# WHI, 2008

## Setup

In [None]:
# Imports

from datetime import date
import os
import tempfile
import typing as t
from pathlib import Path

import numpy as np
import requests
import xarray as xr

import tengen
from tengen import unit_registry as ureg


# Dataset attributes

IDENTIFIER = "whi_2008"
DATA_URL = "https://lasp.colorado.edu/lisird/resources/whi_ref_spectra/data/ref_solar_irradiance_whi-2008_ver2.dat"
TITLE = "Whole Heliosphere Interval (WHI) solar irradiance reference spectrum (2008)"
INSTITUTION = "Laboratory for Atmospheric and Space Physics, University of Colorado, Boulder, Colorado, USA"
SOURCE = "Combination of satellite observations from the SEE and SORCE instruments onboard the TIMED satellite and a prototype EVE instrument onboard a sounding rocket launched on 2008-04-14."
REFERENCES = "https://doi.org/10.1029/2008GL036373"

# Notebook configuration

UPDATE_CACHE = False  # change to True to update the cache when running this notebook

## Download

In [None]:
FILE = "ref_solar_irradiance_whi-2008_ver2.dat"
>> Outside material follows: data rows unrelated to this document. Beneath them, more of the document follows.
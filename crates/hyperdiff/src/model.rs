//! Feature descriptors.
//!
//! A descriptor is the extracted, typed configuration of one TimescaleDB
//! object in one schema snapshot. Descriptors are plain values: they are built
//! once per snapshot (see [`crate::extract`]) and never mutated afterwards.

use crate::defaults::{ContinuousAggregateDefaults, RefreshPolicyDefaults, ReorderPolicyDefaults};
use crate::{Error, Result};
use chrono::{DateTime, NaiveDate, NaiveDateTime, SecondsFormat, Utc};
use std::collections::HashSet;

/// Schema used when a snapshot object does not name one.
pub const DEFAULT_SCHEMA: &str = "public";

/// A table partitioned into chunks by TimescaleDB.
#[derive(Debug, Clone, PartialEq)]
pub struct HypertableDescriptor {
    pub table_name: String,
    pub schema: String,
    pub time_column_name: String,
    /// Raw unit count or interval literal; empty means "server default".
    pub chunk_time_interval: String,
    pub enable_compression: bool,
    pub chunk_skip_columns: Option<Vec<String>>,
    pub additional_dimensions: Vec<Dimension>,
    /// Only meaningful when the hypertable is created.
    pub migrate_data: bool,
}

impl HypertableDescriptor {
    pub fn new(table_name: impl Into<String>, time_column_name: impl Into<String>) -> Self {
        Self {
            table_name: table_name.into(),
            schema: DEFAULT_SCHEMA.to_string(),
            time_column_name: time_column_name.into(),
            chunk_time_interval: String::new(),
            enable_compression: false,
            chunk_skip_columns: None,
            additional_dimensions: Vec::new(),
            migrate_data: false,
        }
    }

    /// Chunk skipping needs compression, so configuring skip columns turns it on.
    pub fn effective_compression(&self) -> bool {
        effective_compression(self.enable_compression, self.chunk_skip_columns.as_deref())
    }
}

pub(crate) fn effective_compression(enabled: bool, skip_columns: Option<&[String]>) -> bool {
    enabled || skip_columns.is_some_and(|cols| !cols.is_empty())
}

/// Order-insensitive comparison where `None` and `Some([])` are the same.
pub(crate) fn same_column_set(a: Option<&[String]>, b: Option<&[String]>) -> bool {
    let a: HashSet<&str> = a.unwrap_or_default().iter().map(String::as_str).collect();
    let b: HashSet<&str> = b.unwrap_or_default().iter().map(String::as_str).collect();
    a == b
}

/// An extra partitioning axis on a hypertable.
#[derive(Debug, Clone, PartialEq, Eq)]
pub struct Dimension {
    pub column_name: String,
    pub partitioning: Partitioning,
}

#[derive(Debug, Clone, PartialEq, Eq)]
pub enum Partitioning {
    /// Range partitioning; interval follows the same numeric-or-literal rule
    /// as a chunk time interval.
    Range { interval: String },
    /// Hash partitioning into a fixed number of partitions.
    Hash { partitions: i32 },
}

#[derive(Debug, Clone, Copy, PartialEq, Eq, Hash)]
pub enum DimensionKind {
    Range,
    Hash,
}

impl Dimension {
    pub fn range(column_name: impl Into<String>, interval: impl Into<String>) -> Self {
        Self {
            column_name: column_name.into(),
            partitioning: Partitioning::Range {
                interval: interval.into(),
            },
        }
    }

    pub fn hash(column_name: impl Into<String>, partitions: i32) -> Self {
        Self {
            column_name: column_name.into(),
            partitioning: Partitioning::Hash { partitions },
        }
    }

    pub fn kind(&self) -> DimensionKind {
        match self.partitioning {
            Partitioning::Range { .. } => DimensionKind::Range,
            Partitioning::Hash { .. } => DimensionKind::Hash,
        }
    }
}

impl std::fmt::Display for Dimension {
    fn fmt(&self, f: &mut std::fmt::Formatter<'_>) -> std::fmt::Result {
        match &self.partitioning {
            Partitioning::Range { interval } => {
                write!(f, "{} (range, {})", self.column_name, interval)
            }
            Partitioning::Hash { partitions } => {
                write!(f, "{} (hash, {} partitions)", self.column_name, partitions)
            }
        }
    }
}

/// A background job clustering a hypertable's chunks by an index.
#[derive(Debug, Clone, PartialEq)]
pub struct ReorderPolicyDescriptor {
    pub table_name: String,
    pub schema: String,
    pub index_name: String,
    pub initial_start: Option<DateTime<Utc>>,
    pub schedule_interval: String,
    pub max_runtime: String,
    pub max_retries: Option<i32>,
    pub retry_period: String,
}

impl ReorderPolicyDescriptor {
    /// A policy with every job setting at its default.
    pub fn new(
        table_name: impl Into<String>,
        index_name: impl Into<String>,
        defaults: &ReorderPolicyDefaults,
    ) -> Self {
        Self {
            table_name: table_name.into(),
            schema: DEFAULT_SCHEMA.to_string(),
            index_name: index_name.into(),
            initial_start: None,
            schedule_interval: defaults.schedule_interval.clone(),
            max_runtime: defaults.max_runtime.clone(),
            max_retries: None,
            retry_period: defaults.retry_period.clone(),
        }
    }

    /// Parse and set the first run time.
    pub fn with_initial_start(mut self, value: &str) -> Result<Self> {
        self.initial_start = Some(parse_timestamp("InitialStart", value)?);
        Ok(self)
    }
}

/// A time-bucketed, incrementally refreshed materialized view.
#[derive(Debug, Clone, PartialEq)]
pub struct ContinuousAggregateDescriptor {
    pub view_name: String,
    pub schema: String,
    pub parent_name: String,
    pub time_bucket_width: String,
    pub time_bucket_source_column: String,
    pub time_bucket_group_by: bool,
    pub chunk_interval: Option<String>,
    pub create_group_indexes: bool,
    pub materialized_only: bool,
    /// Only meaningful when the view is created.
    pub with_no_data: bool,
    pub where_clause: Option<String>,
    /// Column names or raw SQL expressions.
    pub group_by_columns: Option<Vec<String>>,
    pub aggregate_functions: Option<Vec<AggregateSpec>>,
}

impl ContinuousAggregateDescriptor {
    pub fn new(
        view_name: impl Into<String>,
        parent_name: impl Into<String>,
        time_bucket_width: impl Into<String>,
        time_bucket_source_column: impl Into<String>,
        defaults: &ContinuousAggregateDefaults,
    ) -> Self {
        Self {
            view_name: view_name.into(),
            schema: DEFAULT_SCHEMA.to_string(),
            parent_name: parent_name.into(),
            time_bucket_width: time_bucket_width.into(),
            time_bucket_source_column: time_bucket_source_column.into(),
            time_bucket_group_by: defaults.time_bucket_group_by,
            chunk_interval: None,
            create_group_indexes: defaults.create_group_indexes,
            materialized_only: defaults.materialized_only,
            with_no_data: false,
            where_clause: None,
            group_by_columns: None,
            aggregate_functions: None,
        }
    }
}

/// Aggregate functions a continuous aggregate may compute.
#[derive(Debug, Clone, PartialEq, Eq)]
pub enum AggregateFunction {
    Avg,
    Max,
    Min,
    Sum,
    Count,
    First,
    Last,
    /// A name outside the known set; rejected when SQL is generated.
    Unsupported(String),
}

impl AggregateFunction {
    pub fn from_name(name: &str) -> Self {
        match name.to_ascii_lowercase().as_str() {
            "avg" => AggregateFunction::Avg,
            "max" => AggregateFunction::Max,
            "min" => AggregateFunction::Min,
            "sum" => AggregateFunction::Sum,
            "count" => AggregateFunction::Count,
            "first" => AggregateFunction::First,
            "last" => AggregateFunction::Last,
            _ => AggregateFunction::Unsupported(name.to_string()),
        }
    }

    pub fn name(&self) -> &str {
        match self {
            AggregateFunction::Avg => "Avg",
            AggregateFunction::Max => "Max",
            AggregateFunction::Min => "Min",
            AggregateFunction::Sum => "Sum",
            AggregateFunction::Count => "Count",
            AggregateFunction::First => "First",
            AggregateFunction::Last => "Last",
            AggregateFunction::Unsupported(name) => name,
        }
    }
}

/// One aggregated output column: `<function>(<source_column>) AS <alias>`.
#[derive(Debug, Clone, PartialEq, Eq)]
pub struct AggregateSpec {
    pub alias: String,
    pub function: AggregateFunction,
    pub source_column: String,
}

impl AggregateSpec {
    pub fn new(
        alias: impl Into<String>,
        function: AggregateFunction,
        source_column: impl Into<String>,
    ) -> Self {
        Self {
            alias: alias.into(),
            function,
            source_column: source_column.into(),
        }
    }

    /// Decode the `Alias:Function:SourceColumn` metadata form.
    ///
    /// Returns `None` unless the value splits into exactly three parts.
    pub fn decode(encoded: &str) -> Option<Self> {
        let parts: Vec<&str> = encoded.split(':').map(str::trim).collect();
        match parts.as_slice() {
            [alias, function, source] => Some(Self::new(
                *alias,
                AggregateFunction::from_name(function),
                *source,
            )),
            _ => None,
        }
    }
}

/// A scheduled job refreshing a continuous aggregate over a sliding window.
#[derive(Debug, Clone, PartialEq)]
pub struct RefreshPolicyDescriptor {
    pub view_name: String,
    pub schema: String,
    /// `None` means an unbounded window start.
    pub start_offset: Option<String>,
    /// `None` means an unbounded window end.
    pub end_offset: Option<String>,
    pub schedule_interval: Option<String>,
    pub if_not_exists: bool,
    pub timezone: Option<String>,
    pub include_tiered_data: Option<bool>,
    pub buckets_per_batch: i32,
    pub max_batches_per_execution: i32,
    pub refresh_newest_first: bool,
    pub initial_start: Option<DateTime<Utc>>,
}

/// Validating constructor for [`RefreshPolicyDescriptor`].
///
/// Values are checked in [`RefreshPolicyBuilder::build`], so a bad
/// configuration never reaches a generator.
#[derive(Debug, Clone)]
pub struct RefreshPolicyBuilder {
    view_name: String,
    schema: String,
    start_offset: Option<String>,
    end_offset: Option<String>,
    schedule_interval: Option<String>,
    if_not_exists: bool,
    timezone: Option<String>,
    include_tiered_data: Option<bool>,
    buckets_per_batch: i32,
    max_batches_per_execution: i32,
    refresh_newest_first: bool,
    initial_start: Option<String>,
}

impl RefreshPolicyBuilder {
    pub fn new(view_name: impl Into<String>, defaults: &RefreshPolicyDefaults) -> Self {
        Self {
            view_name: view_name.into(),
            schema: DEFAULT_SCHEMA.to_string(),
            start_offset: None,
            end_offset: None,
            schedule_interval: None,
            if_not_exists: false,
            timezone: None,
            include_tiered_data: None,
            buckets_per_batch: defaults.buckets_per_batch,
            max_batches_per_execution: defaults.max_batches_per_execution,
            refresh_newest_first: defaults.refresh_newest_first,
            initial_start: None,
        }
    }

    pub fn schema(mut self, schema: impl Into<String>) -> Self {
        self.schema = schema.into();
        self
    }

    pub fn start_offset(mut self, offset: impl Into<String>) -> Self {
        self.start_offset = Some(offset.into());
        self
    }

    pub fn end_offset(mut self, offset: impl Into<String>) -> Self {
        self.end_offset = Some(offset.into());
        self
    }

    pub fn schedule_interval(mut self, interval: impl Into<String>) -> Self {
        self.schedule_interval = Some(interval.into());
        self
    }

    pub fn if_not_exists(mut self, yes: bool) -> Self {
        self.if_not_exists = yes;
        self
    }

    pub fn timezone(mut self, timezone: impl Into<String>) -> Self {
        self.timezone = Some(timezone.into());
        self
    }

    pub fn include_tiered_data(mut self, include: bool) -> Self {
        self.include_tiered_data = Some(include);
        self
    }

    pub fn buckets_per_batch(mut self, n: i32) -> Self {
        self.buckets_per_batch = n;
        self
    }

    pub fn max_batches_per_execution(mut self, n: i32) -> Self {
        self.max_batches_per_execution = n;
        self
    }

    pub fn refresh_newest_first(mut self, yes: bool) -> Self {
        self.refresh_newest_first = yes;
        self
    }

    pub fn initial_start(mut self, value: impl Into<String>) -> Self {
        self.initial_start = Some(value.into());
        self
    }

    pub fn build(self) -> Result<RefreshPolicyDescriptor> {
        if self.buckets_per_batch < 1 {
            return Err(Error::OutOfRange {
                field: "BucketsPerBatch".to_string(),
                value: self.buckets_per_batch.into(),
                expected: "an integer >= 1".to_string(),
            });
        }
        if self.max_batches_per_execution < 0 {
            return Err(Error::OutOfRange {
                field: "MaxBatchesPerExecution".to_string(),
                value: self.max_batches_per_execution.into(),
                expected: "an integer >= 0 (0 means unlimited)".to_string(),
            });
        }
        let initial_start = self
            .initial_start
            .as_deref()
            .map(|value| parse_timestamp("InitialStart", value))
            .transpose()?;

        Ok(RefreshPolicyDescriptor {
            view_name: self.view_name,
            schema: self.schema,
            start_offset: self.start_offset,
            end_offset: self.end_offset,
            schedule_interval: self.schedule_interval,
            if_not_exists: self.if_not_exists,
            timezone: self.timezone,
            include_tiered_data: self.include_tiered_data,
            buckets_per_batch: self.buckets_per_batch,
            max_batches_per_execution: self.max_batches_per_execution,
            refresh_newest_first: self.refresh_newest_first,
            initial_start,
        })
    }
}

/// Parse a configured timestamp. Values without an offset are taken as UTC.
pub fn parse_timestamp(field: &str, value: &str) -> Result<DateTime<Utc>> {
    let trimmed = value.trim();
    if let Ok(dt) = DateTime::parse_from_rfc3339(trimmed) {
        return Ok(dt.with_timezone(&Utc));
    }
    for format in ["%Y-%m-%d %H:%M:%S", "%Y-%m-%dT%H:%M:%S", "%Y-%m-%d %H:%M"] {
        if let Ok(naive) = NaiveDateTime::parse_from_str(trimmed, format) {
            return Ok(naive.and_utc());
        }
    }
    if let Some(midnight) = NaiveDate::parse_from_str(trimmed, "%Y-%m-%d")
        .ok()
        .and_then(|date| date.and_hms_opt(0, 0, 0))
    {
        return Ok(midnight.and_utc());
    }
    Err(Error::InvalidTimestamp {
        field: field.to_string(),
        value: value.to_string(),
    })
}

/// Render a timestamp the way it appears in generated statements.
pub fn format_timestamp(ts: &DateTime<Utc>) -> String {
    ts.to_rfc3339_opts(SecondsFormat::Secs, true)
}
def download(url: str, path: t.Optional[os.PathLike] = None) -> None:
    """Download original data from url.

    Args:
        url: URL to download data from.
        path: Path to save data to. If None, the data is saved to (a) temporary
            file(s).
    """
    response = requests.get(url)
    raw_data = response.content

    if path is None:
        tmpdir = tempfile.TemporaryDirectory()
        path = Path(tmpdir.name)
    else:
        path = Path(path)
        path.mkdir(parents=True, exist_ok=True)
    
    with open(path / FILE, "wb") as f:
        f.write(raw_data)

## Format

In [None]:
WHI_2008_TIME_PERIOD = {
    "sunspot active": (date(2008, 3, 25), date(2008, 3, 29)),
    "faculae active": (date(2008, 3, 29), date(2008, 4, 4)),
    "quiet sun": (date(2008, 4, 10), date(2008, 4, 16)),
}

def format(
    data: os.PathLike,
    path: t.Optional[os.PathLike] = None,
) ->  t.Optional[t.List[xr.Dataset]]:
    """Format original data.

    Args:
        data: Path to original data directory.
        path: Directory to save formatted data to. If None, the dataset is
            returned

    Returns:
        Formatted data or None.
    """
    data = Path(data)
    
    if path is None:
        datasets = []
    else:
        path = Path(path)
        if not path.is_dir():
            raise ValueError(f"Path must be a directory (got {path}).")
        path.mkdir(parents=True, exist_ok=True)
    
    data = np.loadtxt(
        fname=data / FILE,
        comments=";",
        skiprows=142,
    )

    wavelength = data[:, 0]
    datasets = []
    for identifier, (start, end) in WHI_2008_TIME_PERIOD.items():
        time_period_index = list(WHI_2008_TIME_PERIOD.keys()).index(identifier)
        dataset = tengen.to_dataset(
            ssi=data[:, time_period_index] * ureg.W / ureg.m ** 2 / ureg.nm,
            w=wavelength * ureg.nm,
            data_url=DATA_URL,
            attrs={
                "title": TITLE + f" ({identifier})",
                "institution": INSTITUTION,
                "source": SOURCE,
                "references": REFERENCES,
                "observation_period": " to ".join(
                    [x.strftime("%Y-%m-%d") for x in [start, end]]
                ),
            },
        )
        if path is not None:
            resolution = f"{identifier}".replace(" ", "_")
            filename = os.path.join(path, f"{IDENTIFIER}-{resolution}.nc")
            dataset.to_netcdf(filename)
        else:
            datasets.append(dataset)
    
    if path is None:
        return datasets

## Run

In [None]:
# (leave this cell as is)

if UPDATE_CACHE:

    original_data_dir = tengen.RAW_DATA_DIR / IDENTIFIER
    original_data_dir.mkdir(parents=True, exist_ok=True)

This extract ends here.